Antepartum Haemorrhage

on 25.1.11 with 0 comments

Defined as bleeding from genital tract after 22nd week of gestation.

Management of major obstetric haemorrhage

Two major causes :

Abruptio Placentae

PV bleeding as a result of pre-mature separation of a normally cited placenta. 2/3 of the cases, the bleeding is revealed and 1/3 of the cases, bleeding is concealed.

Risk factors

Crack cocaine use
Trauma (assault, MVA, or external cephalic version)
Low socioeconomic status

Clinical features

Classical clinical presentation is :

Abdominal pain, PV bleeding and uterine contraction

The PV bleeding is usually dark, without any clots. However, absence of PV bleeding doesn't rule out abruptio placentae.

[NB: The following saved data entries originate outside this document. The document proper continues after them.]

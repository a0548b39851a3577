use crate::ir::{DiagramNode, Side};
use std::collections::BTreeMap;

#[derive(Debug, Clone, Copy, PartialEq, Eq)]
pub struct Point {
    pub x: i32,
    pub y: i32,
}

/// A box together with its absolute (canvas) rectangle.
#[derive(Debug, Clone, Copy)]
pub struct ResolvedBox<'a> {
    pub node: &'a DiagramNode,
    pub x: i32,
    pub y: i32,
    pub width: i32,
    pub height: i32,
}

impl ResolvedBox<'_> {
    fn new(node: &DiagramNode, parent_abs_x: i32, parent_abs_y: i32) -> ResolvedBox<'_> {
        ResolvedBox {
            node,
            x: parent_abs_x.saturating_add(node.x.unwrap_or(0)),
            y: parent_abs_y.saturating_add(node.y.unwrap_or(0)),
            width: node.width.unwrap_or(0),
            height: node.height.unwrap_or(0),
        }
    }

    /// Doubled center, kept integral.
    pub fn center2(&self) -> Point {
        Point {
            x: self.x.saturating_mul(2).saturating_add(self.width),
            y: self.y.saturating_mul(2).saturating_add(self.height),
        }
    }

    /// Right-most column touched, shadow included.
    pub fn outer_right(&self) -> i32 {
        self.x
            .saturating_add(self.width - 1)
            .saturating_add(self.node.shadow_extent().0)
    }

    pub fn bottom(&self) -> i32 {
        self.y.saturating_add(self.height - 1)
    }
}

/// Depth-first search for `id`; children sit one cell inside their parent's border.
pub fn resolve_box<'a>(
    id: &str,
    boxes: &'a [DiagramNode],
    parent_abs_x: i32,
    parent_abs_y: i32,
) -> Option<ResolvedBox<'a>> {
    for node in boxes {
        let resolved = ResolvedBox::new(node, parent_abs_x, parent_abs_y);
        if node.has_id(id) {
            return Some(resolved);
        }
        if let Some(found) = resolve_box(
            id,
            node.children(),
            resolved.x.saturating_add(1),
            resolved.y.saturating_add(1),
        ) {
            return Some(found);
        }
    }
    None
}

/// The cell just outside `side` of the box, centered along that side.
pub fn anchor(resolved: &ResolvedBox<'_>, side: Side) -> Point {
    let ResolvedBox {
        x,
        y,
        width,
        height,
        ..
    } = *resolved;
    match side {
        Side::Right => Point {
            x: x + width,
            y: y + height.div_euclid(2),
        },
        Side::Left => Point {
            x: x - 1,
            y: y + height.div_euclid(2),
        },
        Side::Top => Point {
            x: x + width.div_euclid(2),
            y: y - 1,
        },
        Side::Bottom => Point {
            x: x + width.div_euclid(2),
            y: y + height,
        },
    }
}

/// Center `text` in `width` cells, truncating when it does not fit.
pub fn center_text(text: &str, width: i32) -> String {
    let Ok(width) = usize::try_from(width) else {
        return String::new();
    };
    let len = text.chars().count();
    if len >= width {
        return text.chars().take(width).collect();
    }
    let left = (width - len) / 2;
    let right = width - len - left;
    format!("{}{}{}", " ".repeat(left), text, " ".repeat(right))
}

/// Every box of a tree flattened in depth-first order, with an id lookup.
#[derive(Debug, Clone, Default)]
pub struct BoxIndex<'a> {
    boxes: Vec<ResolvedBox<'a>>,
    by_id: BTreeMap<&'a str, usize>,
}

impl<'a> BoxIndex<'a> {
    pub fn build(boxes: &'a [DiagramNode]) -> Self {
        let mut index = Self::default();
        index.collect(boxes, 0, 0);
        index
    }

    fn collect(&mut self, boxes: &'a [DiagramNode], parent_abs_x: i32, parent_abs_y: i32) {
        for node in boxes {
            let resolved = ResolvedBox::new(node, parent_abs_x, parent_abs_y);
            if let Some(id) = node.id.as_deref() {
                if self.by_id.contains_key(id) {
                    log::warn!(id; "Duplicate box id, connections use the first one");
                } else {
                    self.by_id.insert(id, self.boxes.len());
                }
            }
            self.boxes.push(resolved);
            self.collect(
                node.children(),
                resolved.x.saturating_add(1),
                resolved.y.saturating_add(1),
            );
        }
    }

    pub fn get(&self, id: &str) -> Option<ResolvedBox<'a>> {
        self.by_id.get(id).map(|idx| self.boxes[*idx])
    }

    pub fn boxes(&self) -> &[ResolvedBox<'a>] {
        &self.boxes
    }
}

This condition tends to occur near term.
Other symptoms includes : faintness, restlessness, nausea

On examination : Tense, tender abdomen with uterine size > than period of gestation and fetal parts are relatively more difficult to be felt.

Sometimes, there might be signs of hypovolemic shock.
Complications includes : Renal compromise and DIC


Diagnosis is usually clinical. Sometimes, after 3rd stage of labour, upon placental inspection. USG scan is occasionally useful, in which finding of retroplacental clot rules out placenta praevia.

Differential diagnosis :

Placenta praevia
Vasa praevia
Uterine rupture
Pre-term labour

Effects on mother

1) Hypovolemic shock

Blood loss is often underestimated, since the haemorrhage can be obsured (behind placenta/uterine cavity). Sometimes, mothers with PIH/pre-eclampsia, effects of hypotension is masked by elevated BP. CVP measurement is vital, both for assessment of degree of blood loss and accurate fluid replacement.

2) DIC

Serial measurements of PT, APTT, INR, Platelet counts and FDP during resuscitation is indicated.

3) Acute renal failure

Acute renal failure develops secondary to hypovolemia, DIC and hypotension. Patient initially might be oliguric, which later complicates as acute tubular necrosis. After fluid resuscitation and treatment of DIC, urea and creatinine may still be increasing in it's level.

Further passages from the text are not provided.